There are many reasons to build credit, but the most important is that our economy relies on the review of a person’s credit history (credit report) in order to decide whether or not a person is qualified for certain services (i.e. loan, utility, certain jobs, etc.). If you don’t establish and manage good credit, the result could be less choices when you are purchasing, and the remainder will cost you more as the terms for poor or bad credit clients are much costlier.
So whether you find yourself just wanting to increase the amount of credit in your file, are just starting out and need to establish credit, or you are trying to re-establish credit due to a major financial or personal hardship we at Renter’s Credit are ready to help you. The following are just a few of the situations Renter’s Credit can help you with:
Great Start Program
Students / First Time Renter program
Immigrants / New to the country
Path to Homeownership Program - preparing to become Homeowners
Credit Challenges Program
Renters that have filed Bankruptcy
Homeowners to Renters - Foreclosure
Homeowners to Renters – Divorce
What is alternative credit?
Despite the vast accomplishments of the American credit system, approximately 35 million to 54 million Americans remain outside the credit mainstream. These individuals are unable to access credit, or credit at competitive rates, because of the lack of traditional information, such as mortgage and credit card payments, available on their credit files. However, the recent report by the Political Economic Research Council and Brookings' Urban Markets Initiative "Give Credit Where Credit is Due" provides evidence that the inclusion of alternative data on credit-like payments, such as rent and utility payments, in credit reporting can help bridge this information gap. The first step toward filling this gap requires a systematic report of data to the major credit bureaus.
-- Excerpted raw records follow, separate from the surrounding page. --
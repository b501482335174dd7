//! Shared presentation helpers: headings, tables, json encoding.

use crate::error::{ApiError, StorageError};
use comfy_table::presets::UTF8_BORDERS_ONLY;
use comfy_table::{Row, Table};
use owo_colors::OwoColorize;
use serde::Serialize;

pub(super) fn format_section_heading(title: &str) -> String {
    format!("{}", title.bold().underline())
}

/// Bordered table with the given header row
pub(super) fn new_table(header: impl Into<Row>) -> Table {
    let mut table = Table::new();
    table.load_preset(UTF8_BORDERS_ONLY).set_header(header);
    table
}

pub(super) fn to_json<T: Serialize + ?Sized>(value: &T) -> Result<String, ApiError> {
    serde_json::to_string_pretty(value)
        .map_err(|e| ApiError::StorageError(StorageError::Corrupt(format!("json output: {}", e))))
}

/// "A" → "[A] ", whole section → ""
pub(super) fn group_prefix(group: Option<&str>) -> String {
    match group {
        Some(g) => format!("[{}] ", g),
        None => String::new(),
    }
}
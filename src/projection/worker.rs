//! Projection worker
//!
//! Single background consumer of the projection queue. One consumer keeps
//! per-teacher ordering: a job enqueued while the same teacher is being
//! projected waits until that projection is finished.

use crate::catalog::SlotCatalog;
use crate::error::ApiError;
use crate::projection::{
    ProjectionJob, ProjectionQueue, ProjectorConfig, QueueStats, TeacherScheduleView,
    TeacherViewStore,
};
use crate::registry::EntityRegistry;
use crate::routine::RoutineStore;
use parking_lot::{Mutex, RwLock};
use std::sync::Arc;
use std::time::{Duration, Instant};
use tokio::task::JoinHandle;
use tokio::time::sleep;
use tracing::{debug, error, info, warn};

const IDLE_POLL: Duration = Duration::from_millis(100);

/// Everything the worker needs to rebuild a view
struct ProjectionContext {
    queue: Arc<ProjectionQueue>,
    routine: Arc<dyn RoutineStore>,
    views: TeacherViewStore,
    registry: Arc<dyn EntityRegistry>,
    catalog: Arc<SlotCatalog>,
    config: ProjectorConfig,
}

impl ProjectionContext {
    fn project(&self, teacher_id: &str) -> Result<TeacherScheduleView, ApiError> {
        let entries = self.routine.teacher_entries(teacher_id)?;
        let view = TeacherScheduleView::build(
            teacher_id,
            &entries,
            self.registry.as_ref(),
            self.catalog.as_ref(),
        );
        self.views.put(&view)?;
        Ok(view)
    }
}

/// Teacher-view projector
pub struct TeacherViewProjector {
    context: Arc<ProjectionContext>,
    running: Arc<RwLock<bool>>,
    worker: Mutex<Option<JoinHandle<()>>>,
}

impl TeacherViewProjector {
    pub fn new(
        queue: Arc<ProjectionQueue>,
        routine: Arc<dyn RoutineStore>,
        views: TeacherViewStore,
        registry: Arc<dyn EntityRegistry>,
        catalog: Arc<SlotCatalog>,
        config: ProjectorConfig,
    ) -> Self {
        Self {
            context: Arc::new(ProjectionContext {
                queue,
                routine,
                views,
                registry,
                catalog,
                config,
            }),
            running: Arc::new(RwLock::new(false)),
            worker: Mutex::new(None),
        }
    }

    /// Start the background consumer on the current tokio runtime
    pub fn start(&self) -> Result<(), ApiError> {
        let mut running = self.running.write();
        if *running {
            return Ok(()); // Already running
        }
        let runtime = tokio::runtime::Handle::try_current().map_err(|_| {
            ApiError::ProjectionError("projector must be started inside a tokio runtime".to_string())
        })?;
        *running = true;
        drop(running);

        let context = Arc::clone(&self.context);
        let running = Arc::clone(&self.running);
        let handle = runtime.spawn(async move {
            Self::worker_loop(context, running).await;
        });
        *self.worker.lock() = Some(handle);

        info!("Started teacher-view projector");
        Ok(())
    }

    /// Stop the consumer after its in-flight job (graceful shutdown)
    pub async fn stop(&self) -> Result<(), ApiError> {
        {
            let mut running = self.running.write();
            if !*running {
                return Ok(()); // Already stopped
            }
            *running = false;
        }
        self.context.queue.wake();

        let handle = self.worker.lock().take();
        if let Some(handle) = handle {
            handle
                .await
                .map_err(|e| ApiError::ProjectionError(format!("projector task failed: {}", e)))?;
        }

        info!("Stopped teacher-view projector");
        Ok(())
    }

    pub fn is_running(&self) -> bool {
        *self.running.read()
    }

    /// Wait until every queued job has been projected
    pub async fn wait_for_idle(&self, timeout: Option<Duration>) -> Result<(), ApiError> {
        self.context.queue.wait_for_idle(timeout).await
    }

    pub fn stats(&self) -> QueueStats {
        self.context.queue.stats()
    }

    /// Rebuild one teacher's view immediately, bypassing the queue
    pub fn project_teacher(&self, teacher_id: &str) -> Result<TeacherScheduleView, ApiError> {
        self.context.project(teacher_id)
    }

    async fn worker_loop(context: Arc<ProjectionContext>, running: Arc<RwLock<bool>>) {
        debug!("Projection worker started");

        while *running.read() {
            let Some(job) = context.queue.next_job() else {
                context.queue.wait_for_work(IDLE_POLL).await;
                continue;
            };
            Self::process_job(&context, job).await;
        }

        debug!("Projection worker stopped");
    }

    async fn process_job(context: &ProjectionContext, job: ProjectionJob) {
        let started = Instant::now();
        debug!(
            teacher_id = %job.teacher_id,
            change = %job.change,
            attempt = job.retry_count + 1,
            "Projecting teacher view"
        );

        match context.project(&job.teacher_id) {
            Ok(view) => {
                context.queue.complete(true);
                debug!(
                    teacher_id = %job.teacher_id,
                    items = view.item_count,
                    duration_ms = started.elapsed().as_millis() as u64,
                    queued_ms = job.enqueued_at.elapsed().as_millis() as u64,
                    "Projected teacher view"
                );
            }
            Err(err) => {
                let retry = job.retry_count < context.config.max_retry_attempts
                    && Self::is_retryable_error(&err);
                if retry {
                    let delay = context.config.backoff_ms(job.retry_count + 1);
                    warn!(
                        teacher_id = %job.teacher_id,
                        retry_count = job.retry_count,
                        delay_ms = delay,
                        error = %err,
                        "Teacher view projection failed, retrying"
                    );
                    sleep(Duration::from_millis(delay)).await;
                    context.queue.requeue(job);
                } else {
                    context.queue.complete(false);
                    error!(
                        teacher_id = %job.teacher_id,
                        retry_count = job.retry_count,
                        error = %err,
                        "Teacher view projection failed permanently"
                    );
                }
            }
        }
    }

    fn is_retryable_error(error: &ApiError) -> bool {
        match error {
            ApiError::StorageError(_) => false, // Corrupt rows stay corrupt
            ApiError::ConfigError(_) => false,
            _ => true,
        }
    }
}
"Alternative" or "nontraditional" data includes payment obligations such as rent (Renter’s Credit Process), gas, electric, insurance, and other recurring obligations, to evaluate the risk profile of a potential borrower. The use of alternative data in consumer (and commercial) credit reports can close an information gap that has negatively affected the lives of millions of thin-file and unscoreable Americans who reside in urban areas and elsewhere.
What is a credit report
Credit reports are used to create your credit scores, the three-digit numbers that lenders typically use to gauge your creditworthiness. Lenders also may look at the reports themselves, as may the landlords, employers, insurers and utility companies who use credit to evaluate applicants.